Re: select on 22 GB table causes "An I/O error occured while sending to the backend." exception

david@xxxxxxx · Wed, 27 Aug 2008 23:23:16 -0700 (PDT)

On Thu, 28 Aug 2008, Tom Lane wrote:

david@xxxxxxx writes:
On Wed, 27 Aug 2008, Andrew Sullivan wrote:
The upshot of this is that postgres tends to be a big target for the
OOM killer, with seriously bad effects to your database.  So for good
Postgres operation, you want to run on a machine with the OOM killer
disabled.

I disagree with you.

Actually, the problem with Linux' OOM killer is that it
*disproportionately targets the PG postmaster*, on the basis not of
memory that the postmaster is using but of memory its child processes
are using.  This was discussed in the PG archives a few months ago;
I'm too lazy to search for the link right now, but the details and links
to confirming kernel documentation are in our archives.

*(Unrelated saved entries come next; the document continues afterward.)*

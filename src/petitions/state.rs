//! # Petition lifecycle state machine.
//!
//! [`PetitionState`] models the scheduling lifecycle and [`StateCell`]
//! enforces its transition table:
//!
//! ```text
//! Pending ──► Enqueued ──► Running ──► Finished
//!                │             │          ▲
//!                ├─► Cancelled ◄┘          │
//!                │        └────────────────┤
//!                └─► Broken ───────────────┘
//! ```
//!
//! ## Rules
//! - `Cancelled` is reachable from `Enqueued` (never started) and from
//!   `Running` (worker asked to terminate); both resolve to `Finished` once
//!   cleanup completes.
//! - `Broken` marks conversion/start/action failures and also resolves to
//!   `Finished` — a degraded petition is never left dangling.
//! - Invalid transitions return [`StateError`] and leave the state
//!   unchanged; they are logged, never applied.

use std::fmt;
use std::sync::Mutex;

use crate::error::StateError;

/// Scheduling lifecycle of a petition.
#[derive(Debug, Clone, Copy, PartialEq, Eq)]
pub enum PetitionState {
    /// Just created, not visible to the processor yet.
    Pending,
    /// Waiting in the priority queue for admission.
    Enqueued,
    /// Admitted; worker process is running.
    Running,
    /// Cancellation requested; cleanup in progress.
    Cancelled,
    /// Failed to start or errored while running; cleanup in progress.
    Broken,
    /// Terminal. The petition left the registry and its channel is closed.
    Finished,
}

impl PetitionState {
    /// Whether the petition is waiting in the queue.
    #[inline]
    pub fn is_enqueued(self) -> bool {
        matches!(self, PetitionState::Enqueued)
    }

    /// Whether the petition's worker is running.
    #[inline]
    pub fn is_running(self) -> bool {
        matches!(self, PetitionState::Running)
    }

    /// Whether the petition reached its terminal state.
    #[inline]
    pub fn is_finished(self) -> bool {
        matches!(self, PetitionState::Finished)
    }

    /// Whether the petition was cancelled and awaits cleanup.
    #[inline]
    pub fn is_cancelled(self) -> bool {
        matches!(self, PetitionState::Cancelled)
    }

    /// Whether the petition is broken and awaits cleanup.
    #[inline]
    pub fn is_broken(self) -> bool {
        matches!(self, PetitionState::Broken)
    }

    /// Whether the transition `self → next` is allowed.
    pub fn can_move_to(self, next: PetitionState) -> bool {
        use PetitionState::*;
        matches!(
            (self, next),
            (Pending, Enqueued)
                | (Pending, Broken)
                | (Enqueued, Running)
                | (Enqueued, Cancelled)
                | (Enqueued, Broken)
                | (Running, Finished)
                | (Running, Cancelled)
                | (Running, Broken)
                | (Cancelled, Finished)
                | (Cancelled, Broken)
                | (Broken, Finished)
        )
    }
}

impl fmt::Display for PetitionState {
    fn fmt(&self, f: &mut fmt::Formatter<'_>) -> fmt::Result {
        let name = match self {
            PetitionState::Pending => "pending",
            PetitionState::Enqueued => "enqueued",
            PetitionState::Running => "running",
            PetitionState::Cancelled => "cancelled",
            PetitionState::Broken => "broken",
            PetitionState::Finished => "finished",
        };
        f.write_str(name)
    }
}

/// Thread-safe holder of one petition's lifecycle state.
///
/// The cell validates every movement against the transition table. Setting
/// the current state again is a no-op returning `Ok`.
#[derive(Debug)]
pub struct StateCell {
    state: Mutex<PetitionState>,
}

impl StateCell {
    /// Creates a cell in [`PetitionState::Pending`].
    pub fn new() -> Self {
        Self {
            state: Mutex::new(PetitionState::Pending),
        }
    }

    /// Returns the current state.
    pub fn get(&self) -> PetitionState {
        *self.state.lock().unwrap_or_else(|e| e.into_inner())
    }

    /// Moves to `next`, validating against the transition table.
    ///
    /// Returns the previous state on success. Re-setting the current state
    /// is accepted and reported as that same state.
    pub fn set(&self, next: PetitionState) -> Result<PetitionState, StateError> {
        let mut state = self.state.lock().unwrap_or_else(|e| e.into_inner());
        let current = *state;
        if current == next {
            return Ok(current);
        }
        if !current.can_move_to(next) {
            return Err(StateError {
                from: current,
                to: next,
            });
        }
        *state = next;
        Ok(current)
    }
}

impl Default for StateCell {
    fn default() -> Self {
        Self::new()
    }
}

#[cfg(test)]
mod tests {
    use super::*;

    #[test]
    fn test_happy_path_transitions() {
        let cell = StateCell::new();
        assert_eq!(cell.get(), PetitionState::Pending);
        cell.set(PetitionState::Enqueued).unwrap();
        cell.set(PetitionState::Running).unwrap();
        cell.set(PetitionState::Finished).unwrap();
        assert!(cell.get().is_finished());
    }

    #[test]
    fn test_cancel_from_enqueued_resolves_to_finished() {
        let cell = StateCell::new();
        cell.set(PetitionState::Enqueued).unwrap();
        cell.set(PetitionState::Cancelled).unwrap();
        cell.set(PetitionState::Finished).unwrap();
        assert!(cell.get().is_finished());
    }

    #[test]
    fn test_cancel_from_running_resolves_to_finished() {
        let cell = StateCell::new();
        cell.set(PetitionState::Enqueued).unwrap();
        cell.set(PetitionState::Running).unwrap();
        cell.set(PetitionState::Cancelled).unwrap();
        cell.set(PetitionState::Finished).unwrap();
        assert!(cell.get().is_finished());
    }

    #[test]
    fn test_finished_is_terminal() {
        let cell = StateCell::new();
        cell.set(PetitionState::Enqueued).unwrap();
        cell.set(PetitionState::Running).unwrap();
        cell.set(PetitionState::Finished).unwrap();
        let err = cell.set(PetitionState::Running).unwrap_err();
        assert_eq!(err.from, PetitionState::Finished);
        assert_eq!(err.to, PetitionState::Running);
        // state unchanged after a rejected move
        assert!(cell.get().is_finished());
    }

    #[test]
    fn test_pending_cannot_run_directly() {
        let cell = StateCell::new();
        assert!(cell.set(PetitionState::Running).is_err());
    }

    #[test]
    fn test_setting_current_state_is_noop() {
        let cell = StateCell::new();
        cell.set(PetitionState::Enqueued).unwrap();
        assert_eq!(
            cell.set(PetitionState::Enqueued).unwrap(),
            PetitionState::Enqueued
        );
    }
}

This is one hundred percent antithetical to the basic design philosophy
of Postgres, which is that no matter how badly the child processes screw
up, the postmaster should live to fight another day.  The postmaster
basically exists to restart things after children die ungracefully.
If the OOM killer takes out the postmaster itself (rather than the child
that was actually eating the unreasonable amount of memory), we have no
chance of recovering.

So, if you want a PG installation that is as robust as it's designed to
be, you *will* turn off Linux' OOM killer.  Otherwise, don't complain to
us when your database unexpectedly stops responding.

(Alternatively, if you know how an unprivileged userland process can
defend itself against such exceedingly brain-dead kernel policy, we are
all ears.)

there are periodic flamefests on the kernel mailing list over the OOM 
killer, if you can propose a better algorithm for it to use than the 
current one that doesn't end up being just as bad for some other workload 
the kernel policy can be changed.

IIRC the reason why it targets the parent process is to deal with a 
fork-bomb type of failure where a program doesn't use much memory itself, 
but forks off memory hogs as quickly as it can. if the OOM killer only 
kills the children the problem never gets solved.

I assume that the postmaster process is monitoring the back-end processes 
by being it's parent, is there another way that this monitoring could 
be done so that the back-end processes become independant of the 
monitoring tool after they are started (the equivalent of nohup)?

while this approach to monitoring may not be as quick to react as a wait 
for a child exit, it may be worth doing if it makes the postmaster not be 
the prime target of the OOM killer when things go bad on the system.

			regards, tom lane

PS: I think this is probably unrelated to the OP's problem, since he
stated there was no sign of any problem from the database server's
side.

agreed.

David Lang